Italian Prime Minister Giorgia Meloni has officially launched her controversial campaign to change Italy’s Constitution.
Rewiring Rome’s political framework to feature a directly-elected prime minister with fixed five-year terms would be “the mother of all reforms”, Meloni told Rai 1‘s primetime evening TV show Porta a Porta on April 4.
For Meloni, the change would bring an end to a revolving door at the Palazzo Chigi, the prime ministerial HQ, which since 1946 has seen 68 governments – on average a new one every 13 months.
“This is not a reform about me … this is a reform about what happens next,” she told host Bruno Vespa.
“This is about the future,” as hers, Meloni pointed out, “is already a stable Government”.

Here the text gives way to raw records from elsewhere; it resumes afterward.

//! Implements the decision matrix: aggregation, ranking, action plans, summary, and report

mod actions;
mod aggregator;
mod report;
mod summary;
pub use crate::decision::actions::*;
pub use crate::decision::aggregator::*;
pub use crate::decision::report::*;
pub use crate::decision::summary::*;
use super::{Aggregation, IntegratedAnalysisResult};
use crate::base::{Priority, MEDIUM_FOS};
use crate::slope::{Screening, SlopeAnalysisResult, UnavailableResult};
use serde::{Deserialize, Serialize};

/// Defines the number of critical rows listed in the summary
pub const TOP_CRITICAL_COUNT: usize = 5;

/// Holds a row of the slope-only decision matrix
#[derive(Clone, Debug, PartialEq, Deserialize, Serialize)]
pub struct SlopeDecisionRow {
    pub config_id: String,
    pub total_stress_fos: f64,
    pub effective_stress_fos: f64,
    pub min_fos: f64,
    pub requires_detailed_analysis: bool,
    pub priority: Priority,
}

impl SlopeDecisionRow {
    /// Allocates a new instance from a screening result
    pub fn new(result: &SlopeAnalysisResult) -> Self {
        SlopeDecisionRow {
            config_id: result.config_id.clone(),
            total_stress_fos: result.total_stress_fos,
            effective_stress_fos: result.effective_stress_fos,
            min_fos: result.min_fos(),
            requires_detailed_analysis: result.requires_detailed_analysis,
            priority: result.priority,
        }
    }
}

/// Holds the number of items per priority tier
#[derive(Clone, Copy, Debug, Default, Eq, PartialEq, Deserialize, Serialize)]
pub struct PriorityCounts {
    pub critical: usize,
    pub high: usize,
    pub medium: usize,
    pub low: usize,
}

impl PriorityCounts {
    /// Counts the priorities
    pub fn new<I>(priorities: I) -> Self
    where
        I: IntoIterator<Item = Priority>,
    {
        let mut counts = PriorityCounts::default();
        for priority in priorities {
            match priority {
                Priority::Critical => counts.critical += 1,
                Priority::High => counts.high += 1,
                Priority::Medium => counts.medium += 1,
                Priority::Low => counts.low += 1,
            }
        }
        counts
    }

    /// Returns the count of a priority
    pub fn get(&self, priority: Priority) -> usize {
        match priority {
            Priority::Critical => self.critical,
            Priority::High => self.high,
            Priority::Medium => self.medium,
            Priority::Low => self.low,
        }
    }

    /// Returns the total count
    pub fn total(&self) -> usize {
        self.critical + self.high + self.medium + self.low
    }
}

/// Holds the executive summary of a screening run
///
/// Values are given at full precision.
#[derive(Clone, Debug, PartialEq, Deserialize, Serialize)]
pub struct DecisionSummary {
    /// Number of slope configurations (analyzed or unavailable)
    pub total_slope_configs: usize,

    /// Number of slope configurations with results
    pub slopes_analyzed: usize,

    /// Number of slope configurations requiring a detailed analysis
    pub requiring_detailed_analysis: usize,

    /// Smallest governing FoS (None if there are no results)
    pub min_fos: Option<f64>,

    /// Largest governing FoS
    pub max_fos: Option<f64>,

    /// Mean governing FoS
    pub mean_fos: Option<f64>,

    /// Slope-only priority breakdown
    pub slope_priorities: PriorityCounts,

    /// Number of integrated rows
    pub integrated_rows: usize,

    /// Integrated priority breakdown
    pub integrated_priorities: PriorityCounts,

    /// Number of integrated rows exceeding the allowable stress
    pub exceeding_allowable: usize,

    /// Critical rows with the lowest FoS (at most five)
    pub top_critical: Vec<IntegratedAnalysisResult>,

    /// Slope configurations without stability results
    pub unavailable: Vec<UnavailableResult>,

    /// Number of skipped pipeline evaluations
    pub skipped_evaluations: usize,

    /// Key recommendations
    pub key_recommendations: Vec<String>,
}

impl DecisionSummary {
    /// Allocates a new instance
    pub fn new(screening: &Screening, aggregation: &Aggregation) -> Self {
        let fos: Vec<f64> = screening.results.iter().map(|r| r.min_fos()).collect();
        let (min_fos, max_fos, mean_fos) = if fos.is_empty() {
            (None, None, None)
        } else {
            let min = fos.iter().copied().fold(f64::INFINITY, f64::min);
            let max = fos.iter().copied().fold(f64::NEG_INFINITY, f64::max);
            let mean = fos.iter().sum::<f64>() / (fos.len() as f64);
            (Some(min), Some(max), Some(mean))
        };
        let slope_priorities = PriorityCounts::new(screening.results.iter().map(|r| r.priority));
        let integrated_priorities = PriorityCounts::new(aggregation.results.iter().map(|r| r.priority_level));
        let exceeding_allowable = aggregation.results.iter().filter(|r| r.exceeds_allowable).count();

        let mut top_critical: Vec<_> = aggregation
            .results
            .iter()
            .filter(|r| r.priority_level == Priority::Critical)
            .cloned()
            .collect();
        top_critical.sort_by(|a, b| a.slope_fos.total_cmp(&b.slope_fos));
        top_critical.truncate(TOP_CRITICAL_COUNT);

        let mut key_recommendations = Vec::new();
        if slope_priorities.critical > 0 {
            key_recommendations.push(format!(
                "IMMEDIATE ACTION: {} configurations have critical slope stability issues",
                slope_priorities.critical
            ));
        }
        let marginal = fos.iter().filter(|f| **f < MEDIUM_FOS).count();
        if marginal > 0 {
            key_recommendations.push(format!(
                "MONITORING REQUIRED: {} configurations have Factor of Safety < 1.5",
                marginal
            ));
        }
        if exceeding_allowable > 0 {
            key_recommendations.push(format!(
                "PIPELINE CONCERN: {} pipeline configurations exceed allowable stress",
                exceeding_allowable
            ));
        }
        key_recommendations.push("Review all Critical and High priority configurations immediately".to_string());
        key_recommendations
            .push("Consider design modifications for configurations exceeding allowable limits".to_string());
        key_recommendations.push("Implement monitoring program for marginal configurations".to_string());

        DecisionSummary {
            total_slope_configs: screening.results.len() + screening.unavailable.len(),
            slopes_analyzed: screening.results.len(),
            requiring_detailed_analysis: screening.flagged().count(),
            min_fos,
            max_fos,
            mean_fos,
            slope_priorities,
            integrated_rows: aggregation.results.len(),
            integrated_priorities,
            exceeding_allowable,
            top_critical,
            unavailable: screening.unavailable.clone(),
            skipped_evaluations: aggregation.skipped.len(),
            key_recommendations,
        }
    }
}

////////////////////////////////////////////////////////////////////////////////////////////////////////////////////////

#[cfg(test)]
mod tests {
    use super::{DecisionSummary, PriorityCounts, SlopeDecisionRow};
    use crate::base::Priority;
    use crate::decision::Aggregation;
    use crate::slope::{Screening, SlopeAnalysisResult, UnavailableResult};
    use approx::assert_relative_eq;

    #[test]
    fn priority_counts_work() {
        let counts = PriorityCounts::new([Priority::Low, Priority::Critical, Priority::Low]);
        assert_eq!(counts.get(Priority::Low), 2);
        assert_eq!(counts.get(Priority::Critical), 1);
        assert_eq!(counts.get(Priority::High), 0);
        assert_eq!(counts.total(), 3);
    }

    #[test]
    fn slope_decision_row_works() {
        let res = SlopeAnalysisResult::new("Config_0004", 1.7, 1.45, None).unwrap();
        let row = SlopeDecisionRow::new(&res);
        assert_eq!(row.min_fos, 1.45);
        assert_eq!(row.priority, Priority::Medium);
        assert!(row.requires_detailed_analysis);
    }

    #[test]
    fn new_works() {
        let screening = Screening {
            results: vec![
                SlopeAnalysisResult::new("Config_0000", 0.95, 1.2, None).unwrap(),
                SlopeAnalysisResult::new("Config_0001", 2.3, 2.1, None).unwrap(),
                SlopeAnalysisResult::new("Config_0002", 1.4, 1.6, None).unwrap(),
            ],
            unavailable: vec![UnavailableResult {
                config_id: "Config_0003".to_string(),
                reason: "no tabulated FoS for Config_0003".to_string(),
            }],
        };
        let summary = DecisionSummary::new(&screening, &Aggregation::default());
        assert_eq!(summary.total_slope_configs, 4);
        assert_eq!(summary.slopes_analyzed, 3);
        assert_eq!(summary.requiring_detailed_analysis, 2);
        assert_eq!(summary.min_fos, Some(0.95));
        assert_eq!(summary.max_fos, Some(2.1));
        assert_relative_eq!(summary.mean_fos.unwrap(), (0.95 + 2.1 + 1.4) / 3.0, epsilon = 1e-15);
        assert_eq!(summary.slope_priorities.critical, 1);
        assert_eq!(summary.slope_priorities.medium, 1);
        assert_eq!(summary.slope_priorities.low, 1);
        assert_eq!(summary.integrated_rows, 0);
        assert_eq!(summary.top_critical.len(), 0);
        assert_eq!(summary.unavailable.len(), 1);
        assert_eq!(
            summary.key_recommendations[0],
            "IMMEDIATE ACTION: 1 configurations have critical slope stability issues"
        );
        assert_eq!(
            summary.key_recommendations[1],
            "MONITORING REQUIRED: 2 configurations have Factor of Safety < 1.5"
        );
        assert_eq!(summary.key_recommendations.len(), 5);
    }

    #[test]
    fn empty_screening_works() {
        let summary = DecisionSummary::new(&Screening::default(), &Aggregation::default());
        assert_eq!(summary.total_slope_configs, 0);
        assert_eq!(summary.min_fos, None);
        assert_eq!(summary.mean_fos, None);
        assert_eq!(summary.key_recommendations.len(), 3);
    }
}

At a time of fiscal pressure, the push for a stronger leadership set up is also an inexpensive way of winning votes to her Right, especially from her “frenemy” coalition partners in Matteo Salvini’s Lega party and the rudderless post-Silvio Berlusconi Forza Italia party.
For supporters such as Federico Redigonda, a chartered accountant in the North-Eastern city of Udine, constitutional reform is Italy’s opportunity to “overcome a legislative scheme which in my opinion is antiquated, [and where] stability and popular sovereignty would be guaranteed, [and] citizens would choose the prime minister just as they elect the mayor, a mayor of Italy.”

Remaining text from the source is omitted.